The men and women in charge of our countries
understand how to smear and to demean, how to build Twitter followers
and tell self-deprecating jokes. They can't build a website, but they
consider actually making things beneath them. They are critics of the
culture, social justice commentators, public intellectuals who can make
anything into propaganda, but can't hammer a nail into a board.
They
treat every problem like an online debate. They assemble allies, pile
on enemies, troll the opposition and then declare victory. But winning a
debate doesn't make the tanks go away.
"The world has seen
through Russia’s actions and has rejected the flawed logic behind those
actions,” Joe Biden declared. That might be a winning line in a Facebook
debate, but it doesn't do anything to move Russian forces out of
Ukrainian cities.
Accusations of flawed logic, spell checks and
saying, "You said literally when you meant figuratively" will not move a
single piece of Russian armor out of Crimea.
Making Putin
unpopular, a task already accomplished when he joined the organizers of
the St. Patrick's Day parade and the Boy Scouts in refusing to jump on
the gay rights bandwagon, is an impotent display of postmodern soft
power.
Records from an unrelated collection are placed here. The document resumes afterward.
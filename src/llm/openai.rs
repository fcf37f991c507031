//! OpenAI LLM client implementation.
//!
//! Implements the LlmClient trait against OpenAI's chat-completions API.
//! A failed request surfaces as a generation failure for the current run;
//! retrying a whole request is the caller's responsibility.

use async_trait::async_trait;
use reqwest::Client;
use serde::{Deserialize, Serialize};
use std::time::Duration;
use tracing::debug;

use crate::error::{QuerycraftError, Result};
use crate::llm::types::Message;
use crate::llm::LlmClient;

/// Default timeout for API requests.
const DEFAULT_TIMEOUT_SECS: u64 = 30;

/// OpenAI API base URL.
const OPENAI_API_URL: &str = "https://api.openai.com/v1/chat/completions";

/// OpenAI client configuration.
#[derive(Debug, Clone)]
pub struct OpenAiConfig {
    /// API key for authentication.
    pub api_key: String,
    /// Model to use (e.g., "gpt-5", "gpt-5-mini").
    pub model: String,
    /// Chat-completions endpoint.
    pub endpoint: String,
    /// Request timeout in seconds.
    pub timeout_secs: u64,
}

impl OpenAiConfig {
    /// Creates a new config with the given API key and model.
    pub fn new(api_key: impl Into<String>, model: impl Into<String>) -> Self {
        Self {
            api_key: api_key.into(),
            model: model.into(),
            endpoint: OPENAI_API_URL.to_string(),
            timeout_secs: DEFAULT_TIMEOUT_SECS,
        }
    }

    /// Creates a config from environment variables.
    ///
    /// Reads `OPENAI_API_KEY` for the API key.
    pub fn from_env(model: &str) -> Result<Self> {
        let api_key = std::env::var("OPENAI_API_KEY")
            .map_err(|_| QuerycraftError::config("OPENAI_API_KEY environment variable not set"))?;

        Ok(Self::new(api_key, model))
    }
}

/// OpenAI LLM client.
#[derive(Debug, Clone)]
pub struct OpenAiClient {
    config: OpenAiConfig,
    client: Client,
}

impl OpenAiClient {
    /// Creates a new OpenAI client with the given configuration.
    pub fn new(config: OpenAiConfig) -> Result<Self> {
        let client = Client::builder()
            .timeout(Duration::from_secs(config.timeout_secs))
            .build()
            .map_err(|e| {
                QuerycraftError::generation(format!("Failed to create HTTP client: {}", e))
            })?;

        Ok(Self { config, client })
    }

    /// Converts internal messages to OpenAI API format.
    fn convert_messages(messages: &[Message]) -> Vec<OpenAiMessage> {
        messages
            .iter()
            .map(|m| OpenAiMessage {
                role: m.role.as_str().to_string(),
                content: m.content.clone(),
            })
            .collect()
    }

    /// Parses an API error response into a generation error.
    fn parse_error(status: reqwest::StatusCode, body: &str) -> QuerycraftError {
        if status == reqwest::StatusCode::UNAUTHORIZED {
            return QuerycraftError::generation(
                "Authentication failed. Check your OPENAI_API_KEY.",
            );
        }

        if status == reqwest::StatusCode::TOO_MANY_REQUESTS {
            return QuerycraftError::generation("Rate limited. Please wait and try again.");
        }

        if let Ok(error_response) = serde_json::from_str::<OpenAiErrorResponse>(body) {
            return QuerycraftError::generation(format!(
                "OpenAI API error: {}",
                error_response.error.message
            ));
        }

        QuerycraftError::generation(format!("OpenAI API error ({}): {}", status, body))
    }
}

#[async_trait]
impl LlmClient for OpenAiClient {
    async fn complete(&self, messages: &[Message]) -> Result<String> {
        let request = OpenAiRequest {
            model: self.config.model.clone(),
            messages: Self::convert_messages(messages),
        };

        debug!(model = %self.config.model, "Sending chat-completions request");

        let response = self
            .client
            .post(&self.config.endpoint)
            .header("Authorization", format!("Bearer {}", self.config.api_key))
            .header("Content-Type", "application/json")
            .json(&request)
            .send()
            .await
            .map_err(|e| {
                if e.is_timeout() {
                    QuerycraftError::generation("Request timed out. Try again.")
                } else if e.is_connect() {
                    QuerycraftError::generation(
                        "Failed to connect to OpenAI API. Check your network.",
                    )
                } else {
                    QuerycraftError::generation(format!("Request failed: {}", e))
                }
            })?;

        let status = response.status();
        let body = response
            .text()
            .await
            .map_err(|e| QuerycraftError::generation(format!("Failed to read response: {}", e)))?;

        if !status.is_success() {
            return Err(Self::parse_error(status, &body));
        }

        let response: OpenAiResponse = serde_json::from_str(&body)
            .map_err(|e| QuerycraftError::generation(format!("Failed to parse response: {}", e)))?;

        response
            .choices
            .into_iter()
            .next()
            .map(|c| c.message.content)
            .ok_or_else(|| QuerycraftError::generation("No response from OpenAI"))
    }

    fn endpoint(&self) -> String {
        self.config.endpoint.clone()
    }
}

#[derive(Debug, Serialize)]
struct OpenAiRequest {
    model: String,
    messages: Vec<OpenAiMessage>,
}

#[derive(Debug, Serialize)]
struct OpenAiMessage {
    role: String,
    content: String,
}

#[derive(Debug, Deserialize)]
struct OpenAiResponse {
    choices: Vec<OpenAiChoice>,
}

#[derive(Debug, Deserialize)]
struct OpenAiChoice {
    message: OpenAiResponseMessage,
}

#[derive(Debug, Deserialize)]
struct OpenAiResponseMessage {
    content: String,
}

#[derive(Debug, Deserialize)]
struct OpenAiErrorResponse {
    error: OpenAiError,
}

#[derive(Debug, Deserialize)]
struct OpenAiError {
    message: String,
}
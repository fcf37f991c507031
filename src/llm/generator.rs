//! SQL generation adapter.
//!
//! Bridges the pipeline to the generation service: sends the fixed system
//! instruction plus the question, normalizes the reply to plain SQL, and
//! fails fast when nothing usable comes back. Safety is not this adapter's
//! job; it only guarantees non-empty text.

use std::sync::Arc;

use tracing::debug;

use crate::error::{QuerycraftError, Result};
use crate::llm::{parser, prompt, LlmClient};

/// A generated statement plus its provenance.
///
/// Provenance is informational only; correctness never depends on it.
#[derive(Debug, Clone)]
pub struct GeneratedSql {
    /// Normalized SQL text (non-empty).
    pub sql: String,
    /// Model identity that produced the text.
    pub model: String,
    /// Service endpoint the request went to.
    pub endpoint: String,
}

/// Adapter that turns a question into raw SQL text via the LLM.
pub struct SqlGenerator {
    client: Arc<dyn LlmClient>,
    model: String,
    schema: String,
}

impl SqlGenerator {
    /// Creates a generator over the given client and static schema context.
    pub fn new(client: Arc<dyn LlmClient>, model: impl Into<String>, schema: impl Into<String>) -> Self {
        Self {
            client,
            model: model.into(),
            schema: schema.into(),
        }
    }

    /// Generates SQL text for the question, or fails with a generation error.
    pub async fn generate(&self, question: &str, language: &str) -> Result<GeneratedSql> {
        let messages = prompt::build_messages(&self.schema, question, language);

        let reply = self.client.complete(&messages).await?;
        let sql = parser::extract_sql(&reply);

        if sql.is_empty() {
            return Err(QuerycraftError::generation(
                "LLM returned an empty response.",
            ));
        }

        debug!(sql = %sql, "Generated SQL candidate");

        Ok(GeneratedSql {
            sql,
            model: self.model.clone(),
            endpoint: self.client.endpoint(),
        })
    }
}
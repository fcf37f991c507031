//! Mock database clients for testing.
//!
//! Provide in-memory stand-ins for the Postgres client so the pipeline can
//! be exercised without a live database.

use super::{DatabaseClient, QueryOutput, Row, SqlValue};
use crate::error::{QuerycraftError, Result};
use async_trait::async_trait;
use std::sync::Mutex;

/// A mock database client that returns predefined results.
pub struct MockDatabaseClient {
    output: QueryOutput,
    last_sql: Mutex<Option<String>>,
}

impl MockDatabaseClient {
    /// Creates a mock client with a small canned customer result.
    pub fn new() -> Self {
        let columns = vec!["id".to_string(), "name".to_string()];
        let rows = vec![
            row(&[("id", SqlValue::Int(1)), ("name", SqlValue::from("Alice"))]),
            row(&[("id", SqlValue::Int(2)), ("name", SqlValue::from("Bob"))]),
        ];
        Self::with_output(QueryOutput::with_data(columns, rows))
    }

    /// Creates a mock client returning the given output for every statement.
    pub fn with_output(output: QueryOutput) -> Self {
        Self {
            output,
            last_sql: Mutex::new(None),
        }
    }

    /// Creates a mock client with an empty result set.
    pub fn empty() -> Self {
        Self::with_output(QueryOutput::default())
    }

    /// Returns the last statement this client was asked to execute.
    pub fn last_sql(&self) -> Option<String> {
        self.last_sql.lock().expect("mock lock poisoned").clone()
    }
}

impl Default for MockDatabaseClient {
    fn default() -> Self {
        Self::new()
    }
}

fn row(pairs: &[(&str, SqlValue)]) -> Row {
    pairs
        .iter()
        .map(|(name, value)| (name.to_string(), value.clone()))
        .collect()
}

#[async_trait]
impl DatabaseClient for MockDatabaseClient {
    async fn execute_read_only(&self, sql: &str) -> Result<QueryOutput> {
        *self.last_sql.lock().expect("mock lock poisoned") = Some(sql.to_string());
        Ok(self.output.clone())
    }

    async fn close(&self) -> Result<()> {
        Ok(())
    }
}

/// A database client that fails every statement, for error-path testing.
pub struct FailingDatabaseClient {
    message: String,
}

impl FailingDatabaseClient {
    /// Creates a failing client that reports the given message.
    pub fn new(message: impl Into<String>) -> Self {
        Self {
            message: message.into(),
        }
    }
}

impl Default for FailingDatabaseClient {
    fn default() -> Self {
        Self::new("connection refused")
    }
}

#[async_trait]
impl DatabaseClient for FailingDatabaseClient {
    async fn execute_read_only(&self, _sql: &str) -> Result<QueryOutput> {
        Err(QuerycraftError::execution(self.message.clone()))
    }

    async fn close(&self) -> Result<()> {
        Ok(())
    }
}

#[cfg(test)]
mod tests {
    use super::*;

    #[tokio::test]
    async fn test_mock_returns_canned_rows() {
        let client = MockDatabaseClient::new();
        let output = client
            .execute_read_only("SELECT id, name FROM customers LIMIT 5")
            .await
            .unwrap();

        assert_eq!(output.columns, vec!["id", "name"]);
        assert_eq!(output.rows.len(), 2);
        assert_eq!(
            client.last_sql().as_deref(),
            Some("SELECT id, name FROM customers LIMIT 5")
        );
    }

    #[tokio::test]
    async fn test_failing_client_reports_message() {
        let client = FailingDatabaseClient::new("db down");
        let err = client.execute_read_only("SELECT 1").await.unwrap_err();
        assert_eq!(err.to_string(), "Execution error: db down");
    }
}
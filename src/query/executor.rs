//! Query execution wrapper.
//!
//! Runs an already-sanitized statement against the store and reports the
//! wall-clock cost of the execution stage. Every store fault is returned as
//! an error value so the orchestrator can always reach its error-capture
//! step.

use std::sync::Arc;
use std::time::Instant;

use tracing::{debug, warn};

use crate::db::{DatabaseClient, QueryOutput};
use crate::error::Result;

/// Result of executing a sanitized statement.
#[derive(Debug, Clone)]
pub struct Execution {
    /// Column names in result order.
    pub columns: Vec<String>,
    /// Codec-converted rows.
    pub rows: Vec<crate::db::Row>,
    /// The statement exactly as executed.
    pub sql: String,
    /// Wall-clock duration of the execute+fetch phase, in milliseconds.
    ///
    /// Transaction setup happens inside the store client, so it is included
    /// in the measured window.
    pub execution_ms: f64,
}

/// Executor that runs validated statements through a `DatabaseClient`.
pub struct QueryExecutor {
    db: Arc<dyn DatabaseClient>,
}

impl QueryExecutor {
    /// Creates a new query executor over the given store client.
    pub fn new(db: Arc<dyn DatabaseClient>) -> Self {
        Self { db }
    }

    /// Executes exactly one sanitized statement and times it.
    pub async fn execute(&self, sql: &str) -> Result<Execution> {
        let start = Instant::now();
        let result = self.db.execute_read_only(sql).await;
        let execution_ms = start.elapsed().as_secs_f64() * 1000.0;

        match result {
            Ok(QueryOutput { columns, rows }) => {
                debug!(
                    rows = rows.len(),
                    execution_ms, "Statement executed"
                );
                Ok(Execution {
                    columns,
                    rows,
                    sql: sql.to_string(),
                    execution_ms,
                })
            }
            Err(e) => {
                warn!(error = %e, "Statement execution failed");
                Err(e)
            }
        }
    }
}
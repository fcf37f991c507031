//! Bounded query execution.

mod executor;

pub use executor::{Execution, QueryExecutor};
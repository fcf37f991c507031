//! Logging configuration for QueryCraft.
//!
//! The gateway is a library embedded in some serving surface, so logging goes
//! to stderr and respects `RUST_LOG` via an env filter.

use tracing_subscriber::EnvFilter;

/// Initializes logging to stderr.
///
/// Honors `RUST_LOG`; defaults to `info` when unset. Safe to call once per
/// process, typically from the host application's startup path.
pub fn init_stderr_logging() {
    tracing_subscriber::fmt()
        .with_env_filter(
            EnvFilter::try_from_default_env().unwrap_or_else(|_| EnvFilter::new("info")),
        )
        .with_writer(std::io::stderr)
        .init();
}
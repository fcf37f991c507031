//! End-to-end pipeline tests over mock collaborators.
//!
//! These exercise the full question -> SQL -> validation -> execution ->
//! envelope flow without a live LLM or database.

use std::sync::Arc;

use pretty_assertions::assert_eq;
use serde_json::json;

use querycraft::config::Config;
use querycraft::db::{
    DatabaseClient, FailingDatabaseClient, MockDatabaseClient, QueryOutput, Row, SqlValue,
};
use querycraft::error::QuerycraftError;
use querycraft::llm::MockLlmClient;
use querycraft::pipeline::{handle_query, QueryAgent, QueryRequest};

fn agent(llm: MockLlmClient, db: Arc<dyn DatabaseClient>) -> QueryAgent {
    QueryAgent::new(Arc::new(llm), db, &Config::default()).unwrap()
}

fn customer_row(id: i64, name: &str) -> Row {
    vec![
        ("id".to_string(), SqlValue::Int(id)),
        ("name".to_string(), SqlValue::from(name)),
    ]
    .into_iter()
    .collect()
}

#[tokio::test]
async fn successful_question_returns_ok_envelope_with_capped_sql() {
    let llm = MockLlmClient::new()
        .with_response("latest customers", "```sql\nSELECT id, name FROM customers\n```");
    let db = Arc::new(MockDatabaseClient::with_output(QueryOutput::with_data(
        vec!["id".to_string(), "name".to_string()],
        vec![customer_row(1, "Alice"), customer_row(2, "Bob")],
    )));
    let agent = agent(llm, db.clone());

    let request = QueryRequest::new("Show the latest customers")
        .unwrap()
        .with_max_rows(5);
    let envelope = agent.run(request).await.unwrap();

    let payload = serde_json::to_value(&envelope).unwrap();
    assert_eq!(payload["status"], "ok");
    assert_eq!(payload["sql"], "SELECT id, name FROM customers LIMIT 5");
    assert_eq!(payload["columns"], json!(["id", "name"]));
    assert_eq!(payload["rows"], json!([{"id": 1, "name": "Alice"}, {"id": 2, "name": "Bob"}]));
    assert!(payload["execution_ms"].as_f64().unwrap() >= 0.0);
    assert_eq!(
        db.last_sql().as_deref(),
        Some("SELECT id, name FROM customers LIMIT 5")
    );
}

#[tokio::test]
async fn existing_limit_under_cap_passes_through_unchanged() {
    let llm = MockLlmClient::new()
        .with_response("ten customers", "```sql\nSELECT id FROM customers LIMIT 10\n```");
    let db = Arc::new(MockDatabaseClient::empty());
    let agent = agent(llm, db.clone());

    let request = QueryRequest::new("first ten customers")
        .unwrap()
        .with_max_rows(50);
    let envelope = agent.run(request).await.unwrap();

    assert!(envelope.is_ok());
    assert_eq!(
        db.last_sql().as_deref(),
        Some("SELECT id FROM customers LIMIT 10")
    );
}

#[tokio::test]
async fn over_cap_limit_is_rejected_naming_both_values() {
    let llm = MockLlmClient::new()
        .with_response("everything", "```sql\nSELECT id FROM customers LIMIT 9999\n```");
    let db = Arc::new(MockDatabaseClient::empty());
    let agent = agent(llm, db.clone());

    let request = QueryRequest::new("give me everything")
        .unwrap()
        .with_max_rows(100);
    let envelope = agent.run(request).await.unwrap();

    let payload = serde_json::to_value(&envelope).unwrap();
    assert_eq!(payload["status"], "error");
    assert_eq!(payload["stage"], "validate_sql");
    let message = payload["message"].as_str().unwrap();
    assert!(message.contains("100"));
    assert!(message.contains("9999"));
    assert_eq!(db.last_sql(), None);
}

#[tokio::test]
async fn mutating_statement_is_rejected_at_validate_stage() {
    let llm = MockLlmClient::new();
    let db = Arc::new(MockDatabaseClient::empty());
    let agent = agent(llm, db.clone());

    let envelope = agent
        .run(QueryRequest::new("delete every customer").unwrap())
        .await
        .unwrap();

    let payload = serde_json::to_value(&envelope).unwrap();
    assert_eq!(payload["status"], "error");
    assert_eq!(payload["stage"], "validate_sql");
    assert_eq!(payload["message"], "Only SELECT statements are permitted.");
    assert_eq!(db.last_sql(), None);
}

#[tokio::test]
async fn empty_generation_reports_generation_stage() {
    let agent = agent(
        MockLlmClient::new().with_empty_responses(),
        Arc::new(MockDatabaseClient::empty()),
    );

    let envelope = agent
        .run(QueryRequest::new("List customers").unwrap())
        .await
        .unwrap();

    let payload = serde_json::to_value(&envelope).unwrap();
    assert_eq!(payload["status"], "error");
    assert_eq!(payload["stage"], "generation");
    assert_eq!(envelope.http_status(), 400);
}

#[tokio::test]
async fn store_fault_after_validation_reports_execute_stage() {
    let agent = agent(
        MockLlmClient::new(),
        Arc::new(FailingDatabaseClient::new("connection refused")),
    );

    let envelope = agent
        .run(QueryRequest::new("List customers").unwrap())
        .await
        .unwrap();

    let payload = serde_json::to_value(&envelope).unwrap();
    assert_eq!(payload["status"], "error");
    assert_eq!(payload["stage"], "execute_sql");
    assert_eq!(payload["message"], "connection refused");
    // No partial result fields on the error shape.
    assert!(payload.get("rows").is_none());
    assert!(payload.get("columns").is_none());
}

#[tokio::test]
async fn empty_result_set_yields_empty_sequences_not_error() {
    let agent = agent(MockLlmClient::new(), Arc::new(MockDatabaseClient::empty()));

    let envelope = agent
        .run(QueryRequest::new("List customers").unwrap())
        .await
        .unwrap();

    let payload = serde_json::to_value(&envelope).unwrap();
    assert_eq!(payload["status"], "ok");
    assert_eq!(payload["rows"], json!([]));
    assert_eq!(payload["metadata"]["row_count"], 0);
}

#[tokio::test]
async fn validation_owns_the_max_rows_metadata_key() {
    let db = Arc::new(MockDatabaseClient::new());
    let agent = agent(MockLlmClient::new(), db);

    let request = QueryRequest::new("List customers")
        .unwrap()
        .with_max_rows(7);
    let envelope = agent.run(request).await.unwrap();

    let payload = serde_json::to_value(&envelope).unwrap();
    // Written by validation; execution may only fill, never override.
    assert_eq!(payload["metadata"]["max_rows"], 7);
}

#[tokio::test]
async fn handle_query_maps_success_to_200() {
    let agent = agent(MockLlmClient::new(), Arc::new(MockDatabaseClient::new()));

    let (status, envelope) =
        handle_query(&agent, r#"{"question": "List customers"}"#).await;

    assert_eq!(status, 200);
    assert!(envelope.is_ok());
}

#[tokio::test]
async fn handle_query_maps_pipeline_error_to_400() {
    let agent = agent(
        MockLlmClient::new().with_empty_responses(),
        Arc::new(MockDatabaseClient::new()),
    );

    let (status, envelope) =
        handle_query(&agent, r#"{"question": "List customers"}"#).await;

    assert_eq!(status, 400);
    let payload = serde_json::to_value(&envelope).unwrap();
    assert_eq!(payload["stage"], "generation");
}

#[tokio::test]
async fn handle_query_maps_bad_body_to_request_stage_400() {
    let agent = agent(MockLlmClient::new(), Arc::new(MockDatabaseClient::new()));

    let (status, envelope) = handle_query(&agent, "{not json").await;
    assert_eq!(status, 400);
    let payload = serde_json::to_value(&envelope).unwrap();
    assert_eq!(payload["stage"], "request");
    assert_eq!(payload["message"], "Invalid JSON payload.");

    let (status, envelope) = handle_query(&agent, r#"{"question": ""}"#).await;
    assert_eq!(status, 400);
    let payload = serde_json::to_value(&envelope).unwrap();
    assert_eq!(payload["message"], "`question` is required.");
}

#[tokio::test]
async fn blank_question_is_an_input_error_not_an_envelope() {
    let agent = agent(MockLlmClient::new(), Arc::new(MockDatabaseClient::new()));

    let mut request = QueryRequest::new("x").unwrap();
    request.question = " ".to_string();

    let err = agent.run(request).await.unwrap_err();
    assert!(matches!(err, QuerycraftError::Input(_)));
}

#[tokio::test]
async fn language_hint_travels_to_the_generator() {
    // The mock echoes based on the user message, which carries the hint.
    let llm = MockLlmClient::new().with_response(
        "[language: fa]",
        "```sql\nSELECT name FROM customers\n```",
    );
    let db = Arc::new(MockDatabaseClient::empty());
    let agent = agent(llm, db.clone());

    let request = QueryRequest::new("لیست مشتریان")
        .unwrap()
        .with_language("fa");
    let envelope = agent.run(request).await.unwrap();

    assert!(envelope.is_ok());
    assert_eq!(
        db.last_sql().as_deref(),
        Some("SELECT name FROM customers LIMIT 200")
    );
}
Meanwhile the failure to stop Putin will make him more popular in
the places that truly matter, where no one buys ObamaCare and no one is
impressed by accusations of flawed logic.
Putin
has demonstrated to Iran, North Korea, Venezuela, Syria and China that
America is weak, that it has become a nation living inside its own
imagination, and he has shown Eastern Europe and the rest of the world
that America is a bad friend while Russia is a dangerous enemy.
Obama's
21st century world is an imaginary place whose virtual territories
depend on real infrastructure and energy. Underneath the glittering
cities in the sky where everyone is part of a virtual community are the
real roads and cities of stone and steel that can be taken by anyone
with enough men and determination to capture them.
The Facebook
strategy can sell health insurance, but it can't make ObamaCare
financially viable. It can sneer at Putin, but it can't do anything to
change the real world equations. The left has confused the overlay, its
commentaries and memes, for reality. It has come to believe that The
Daily Show is real news, that Obama is a real leader and that a Twitter
hashtag is real power.
The Russian soldiers in Crimea are a
reminder that, as Mao said, "Every Communist must grasp the truth:
Political power grows out of the barrel of a gun." The Western left has
forgotten the simple truth that no Eastern leftist has ever become
decadent enough to forget. Power does not come from the "Two Ferns
Effect" of self-deprecating irony, but from the Russian guns in Crimea.